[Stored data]
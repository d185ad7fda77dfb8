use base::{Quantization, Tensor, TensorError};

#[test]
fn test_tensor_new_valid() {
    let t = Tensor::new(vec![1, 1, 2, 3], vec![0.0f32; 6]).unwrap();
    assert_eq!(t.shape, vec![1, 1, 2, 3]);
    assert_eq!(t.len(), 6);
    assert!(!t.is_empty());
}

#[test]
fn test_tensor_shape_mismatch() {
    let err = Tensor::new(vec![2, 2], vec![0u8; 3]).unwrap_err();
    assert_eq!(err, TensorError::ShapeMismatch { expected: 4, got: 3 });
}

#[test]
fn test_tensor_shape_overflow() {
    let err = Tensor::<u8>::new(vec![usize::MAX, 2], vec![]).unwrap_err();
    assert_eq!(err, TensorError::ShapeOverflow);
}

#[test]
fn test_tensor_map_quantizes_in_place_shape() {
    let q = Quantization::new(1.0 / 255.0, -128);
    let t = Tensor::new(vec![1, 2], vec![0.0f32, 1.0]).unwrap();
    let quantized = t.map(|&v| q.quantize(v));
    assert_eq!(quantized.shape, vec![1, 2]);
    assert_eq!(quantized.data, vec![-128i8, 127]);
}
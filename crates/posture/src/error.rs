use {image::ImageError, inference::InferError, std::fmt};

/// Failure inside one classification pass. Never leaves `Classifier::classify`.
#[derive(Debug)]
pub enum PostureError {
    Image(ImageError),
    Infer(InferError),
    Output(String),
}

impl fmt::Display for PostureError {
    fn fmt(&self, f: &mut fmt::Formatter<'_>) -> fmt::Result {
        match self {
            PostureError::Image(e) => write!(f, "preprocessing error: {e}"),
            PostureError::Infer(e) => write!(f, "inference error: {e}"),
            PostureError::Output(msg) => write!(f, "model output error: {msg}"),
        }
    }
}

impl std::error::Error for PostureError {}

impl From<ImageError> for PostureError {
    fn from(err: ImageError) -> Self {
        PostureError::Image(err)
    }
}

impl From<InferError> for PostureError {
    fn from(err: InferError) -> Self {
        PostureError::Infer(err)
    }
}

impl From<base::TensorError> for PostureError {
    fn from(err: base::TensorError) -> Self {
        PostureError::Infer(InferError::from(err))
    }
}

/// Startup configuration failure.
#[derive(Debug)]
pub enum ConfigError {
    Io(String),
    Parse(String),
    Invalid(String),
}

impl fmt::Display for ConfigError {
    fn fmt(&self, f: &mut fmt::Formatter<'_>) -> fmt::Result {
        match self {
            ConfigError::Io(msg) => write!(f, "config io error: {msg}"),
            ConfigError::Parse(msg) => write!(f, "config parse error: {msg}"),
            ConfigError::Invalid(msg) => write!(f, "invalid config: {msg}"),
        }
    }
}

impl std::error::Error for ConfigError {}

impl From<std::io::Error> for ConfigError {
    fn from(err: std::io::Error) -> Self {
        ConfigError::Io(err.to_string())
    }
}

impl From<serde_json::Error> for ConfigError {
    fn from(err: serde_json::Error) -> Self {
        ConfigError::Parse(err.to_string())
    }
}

==

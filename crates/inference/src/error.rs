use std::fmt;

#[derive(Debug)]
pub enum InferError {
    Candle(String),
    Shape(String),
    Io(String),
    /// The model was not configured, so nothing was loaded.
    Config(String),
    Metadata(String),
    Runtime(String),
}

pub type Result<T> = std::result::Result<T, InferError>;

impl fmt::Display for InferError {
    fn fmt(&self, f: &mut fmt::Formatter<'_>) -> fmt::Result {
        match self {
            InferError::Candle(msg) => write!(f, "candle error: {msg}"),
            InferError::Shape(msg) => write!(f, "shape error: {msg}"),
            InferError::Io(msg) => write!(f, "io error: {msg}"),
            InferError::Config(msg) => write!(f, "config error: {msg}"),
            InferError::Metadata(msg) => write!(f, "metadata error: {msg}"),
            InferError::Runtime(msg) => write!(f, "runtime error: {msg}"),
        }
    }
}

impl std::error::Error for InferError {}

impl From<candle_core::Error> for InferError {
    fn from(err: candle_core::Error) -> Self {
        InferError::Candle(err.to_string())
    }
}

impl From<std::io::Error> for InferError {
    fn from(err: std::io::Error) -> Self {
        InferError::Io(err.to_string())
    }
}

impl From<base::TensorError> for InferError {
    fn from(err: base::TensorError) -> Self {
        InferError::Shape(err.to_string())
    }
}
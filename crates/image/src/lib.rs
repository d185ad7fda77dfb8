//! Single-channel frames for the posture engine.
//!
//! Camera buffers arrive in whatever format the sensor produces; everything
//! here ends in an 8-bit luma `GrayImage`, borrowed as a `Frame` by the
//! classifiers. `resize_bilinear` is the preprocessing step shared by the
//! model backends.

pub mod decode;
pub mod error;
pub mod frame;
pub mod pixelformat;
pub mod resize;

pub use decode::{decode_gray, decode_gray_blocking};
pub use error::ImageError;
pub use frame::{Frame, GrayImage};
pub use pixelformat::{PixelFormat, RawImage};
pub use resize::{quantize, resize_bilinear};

---

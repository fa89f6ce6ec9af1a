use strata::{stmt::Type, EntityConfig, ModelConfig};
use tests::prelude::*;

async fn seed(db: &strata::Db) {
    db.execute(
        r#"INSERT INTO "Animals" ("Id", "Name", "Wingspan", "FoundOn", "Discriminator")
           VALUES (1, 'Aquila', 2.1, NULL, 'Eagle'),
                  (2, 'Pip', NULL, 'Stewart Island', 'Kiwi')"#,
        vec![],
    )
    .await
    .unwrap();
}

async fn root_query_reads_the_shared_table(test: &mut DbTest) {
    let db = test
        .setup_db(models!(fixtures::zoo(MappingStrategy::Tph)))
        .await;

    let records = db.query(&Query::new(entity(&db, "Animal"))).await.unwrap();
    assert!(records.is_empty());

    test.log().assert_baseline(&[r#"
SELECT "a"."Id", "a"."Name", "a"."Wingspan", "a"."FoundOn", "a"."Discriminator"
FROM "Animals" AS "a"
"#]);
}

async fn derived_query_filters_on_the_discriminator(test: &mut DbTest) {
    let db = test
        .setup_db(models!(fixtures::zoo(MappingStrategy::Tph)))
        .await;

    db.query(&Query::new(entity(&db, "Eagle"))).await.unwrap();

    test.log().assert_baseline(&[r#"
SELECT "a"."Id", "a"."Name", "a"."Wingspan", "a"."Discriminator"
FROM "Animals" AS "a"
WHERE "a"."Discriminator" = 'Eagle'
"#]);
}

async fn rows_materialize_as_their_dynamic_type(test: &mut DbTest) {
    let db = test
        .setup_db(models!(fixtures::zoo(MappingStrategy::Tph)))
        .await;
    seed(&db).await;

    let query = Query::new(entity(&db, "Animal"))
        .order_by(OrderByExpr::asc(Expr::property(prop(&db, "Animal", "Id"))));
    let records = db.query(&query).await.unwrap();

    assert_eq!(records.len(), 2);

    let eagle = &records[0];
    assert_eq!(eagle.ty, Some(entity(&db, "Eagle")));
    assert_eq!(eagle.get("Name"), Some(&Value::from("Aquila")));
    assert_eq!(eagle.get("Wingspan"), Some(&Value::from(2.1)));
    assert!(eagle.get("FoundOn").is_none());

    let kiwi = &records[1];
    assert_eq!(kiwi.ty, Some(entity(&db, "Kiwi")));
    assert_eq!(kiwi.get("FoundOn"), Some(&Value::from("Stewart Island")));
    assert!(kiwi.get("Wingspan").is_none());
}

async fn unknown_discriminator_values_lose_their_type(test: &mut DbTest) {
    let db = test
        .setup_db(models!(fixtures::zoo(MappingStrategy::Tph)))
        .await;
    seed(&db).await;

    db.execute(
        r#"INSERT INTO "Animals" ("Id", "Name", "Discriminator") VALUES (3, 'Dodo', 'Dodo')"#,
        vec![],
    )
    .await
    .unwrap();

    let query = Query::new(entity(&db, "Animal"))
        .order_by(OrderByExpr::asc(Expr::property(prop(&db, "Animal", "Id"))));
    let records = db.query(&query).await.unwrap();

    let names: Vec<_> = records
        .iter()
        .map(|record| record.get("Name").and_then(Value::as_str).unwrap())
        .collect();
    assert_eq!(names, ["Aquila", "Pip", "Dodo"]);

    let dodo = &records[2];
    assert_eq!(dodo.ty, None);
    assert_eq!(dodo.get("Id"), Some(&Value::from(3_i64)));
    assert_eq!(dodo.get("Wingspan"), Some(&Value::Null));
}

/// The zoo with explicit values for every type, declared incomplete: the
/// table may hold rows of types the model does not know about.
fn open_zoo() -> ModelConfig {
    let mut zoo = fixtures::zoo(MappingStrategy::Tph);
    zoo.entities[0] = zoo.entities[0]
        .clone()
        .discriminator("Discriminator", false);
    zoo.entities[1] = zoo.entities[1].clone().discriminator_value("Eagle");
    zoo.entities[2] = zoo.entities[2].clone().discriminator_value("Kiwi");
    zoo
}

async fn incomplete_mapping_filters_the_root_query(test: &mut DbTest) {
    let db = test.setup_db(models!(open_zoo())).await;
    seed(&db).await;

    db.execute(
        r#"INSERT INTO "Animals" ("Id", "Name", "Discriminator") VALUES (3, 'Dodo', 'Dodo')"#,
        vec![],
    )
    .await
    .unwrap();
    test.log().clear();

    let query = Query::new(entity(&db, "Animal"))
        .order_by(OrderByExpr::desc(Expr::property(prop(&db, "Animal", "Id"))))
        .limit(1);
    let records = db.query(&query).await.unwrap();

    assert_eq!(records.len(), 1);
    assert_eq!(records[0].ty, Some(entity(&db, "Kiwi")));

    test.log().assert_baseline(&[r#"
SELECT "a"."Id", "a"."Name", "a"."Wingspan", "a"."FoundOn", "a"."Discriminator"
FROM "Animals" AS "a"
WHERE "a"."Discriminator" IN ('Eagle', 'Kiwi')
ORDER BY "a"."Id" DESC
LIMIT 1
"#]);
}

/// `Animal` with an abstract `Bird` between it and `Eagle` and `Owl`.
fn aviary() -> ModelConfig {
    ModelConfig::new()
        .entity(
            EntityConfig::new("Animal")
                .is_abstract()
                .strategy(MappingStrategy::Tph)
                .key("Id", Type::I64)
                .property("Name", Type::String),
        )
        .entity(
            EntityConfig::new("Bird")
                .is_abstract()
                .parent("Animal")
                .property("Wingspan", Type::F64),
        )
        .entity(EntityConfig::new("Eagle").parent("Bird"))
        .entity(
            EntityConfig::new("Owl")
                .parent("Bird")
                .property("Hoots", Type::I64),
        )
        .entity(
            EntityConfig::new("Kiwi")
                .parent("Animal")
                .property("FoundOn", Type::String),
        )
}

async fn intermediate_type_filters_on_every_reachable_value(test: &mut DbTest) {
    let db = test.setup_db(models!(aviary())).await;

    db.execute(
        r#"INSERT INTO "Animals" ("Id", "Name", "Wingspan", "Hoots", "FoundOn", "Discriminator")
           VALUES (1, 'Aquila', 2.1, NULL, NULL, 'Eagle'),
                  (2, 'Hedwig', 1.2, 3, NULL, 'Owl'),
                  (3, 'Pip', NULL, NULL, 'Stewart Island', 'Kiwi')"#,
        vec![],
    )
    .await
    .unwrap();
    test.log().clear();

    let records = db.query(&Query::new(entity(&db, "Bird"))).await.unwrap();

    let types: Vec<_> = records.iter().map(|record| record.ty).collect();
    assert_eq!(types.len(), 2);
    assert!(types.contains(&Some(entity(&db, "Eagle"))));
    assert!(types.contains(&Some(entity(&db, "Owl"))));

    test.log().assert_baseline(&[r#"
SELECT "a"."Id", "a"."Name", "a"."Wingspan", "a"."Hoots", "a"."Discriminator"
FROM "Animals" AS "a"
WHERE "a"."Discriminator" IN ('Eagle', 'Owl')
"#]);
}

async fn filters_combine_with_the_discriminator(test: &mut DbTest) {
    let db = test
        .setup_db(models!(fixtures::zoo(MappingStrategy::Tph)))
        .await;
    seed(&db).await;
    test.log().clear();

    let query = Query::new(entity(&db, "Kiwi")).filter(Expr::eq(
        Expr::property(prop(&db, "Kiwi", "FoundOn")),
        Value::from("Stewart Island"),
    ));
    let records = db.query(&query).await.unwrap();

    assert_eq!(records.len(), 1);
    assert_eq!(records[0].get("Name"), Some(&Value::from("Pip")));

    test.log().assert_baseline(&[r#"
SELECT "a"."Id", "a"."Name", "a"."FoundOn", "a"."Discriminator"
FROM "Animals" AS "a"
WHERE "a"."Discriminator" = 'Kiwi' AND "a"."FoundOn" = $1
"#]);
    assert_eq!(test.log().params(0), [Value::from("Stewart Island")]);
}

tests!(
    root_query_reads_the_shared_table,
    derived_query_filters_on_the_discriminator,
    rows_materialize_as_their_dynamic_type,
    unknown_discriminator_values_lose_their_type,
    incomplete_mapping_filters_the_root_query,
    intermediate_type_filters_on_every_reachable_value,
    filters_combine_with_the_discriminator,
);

Required work: Every line above that holds the string "SELECT" should be copied into the answer.

Answer section:
SELECT "a"."Id", "a"."Name", "a"."Wingspan", "a"."FoundOn", "a"."Discriminator"
SELECT "a"."Id", "a"."Name", "a"."Wingspan", "a"."Discriminator"
SELECT "a"."Id", "a"."Name", "a"."Wingspan", "a"."FoundOn", "a"."Discriminator"
SELECT "a"."Id", "a"."Name", "a"."Wingspan", "a"."Hoots", "a"."Discriminator"
SELECT "a"."Id", "a"."Name", "a"."FoundOn", "a"."Discriminator"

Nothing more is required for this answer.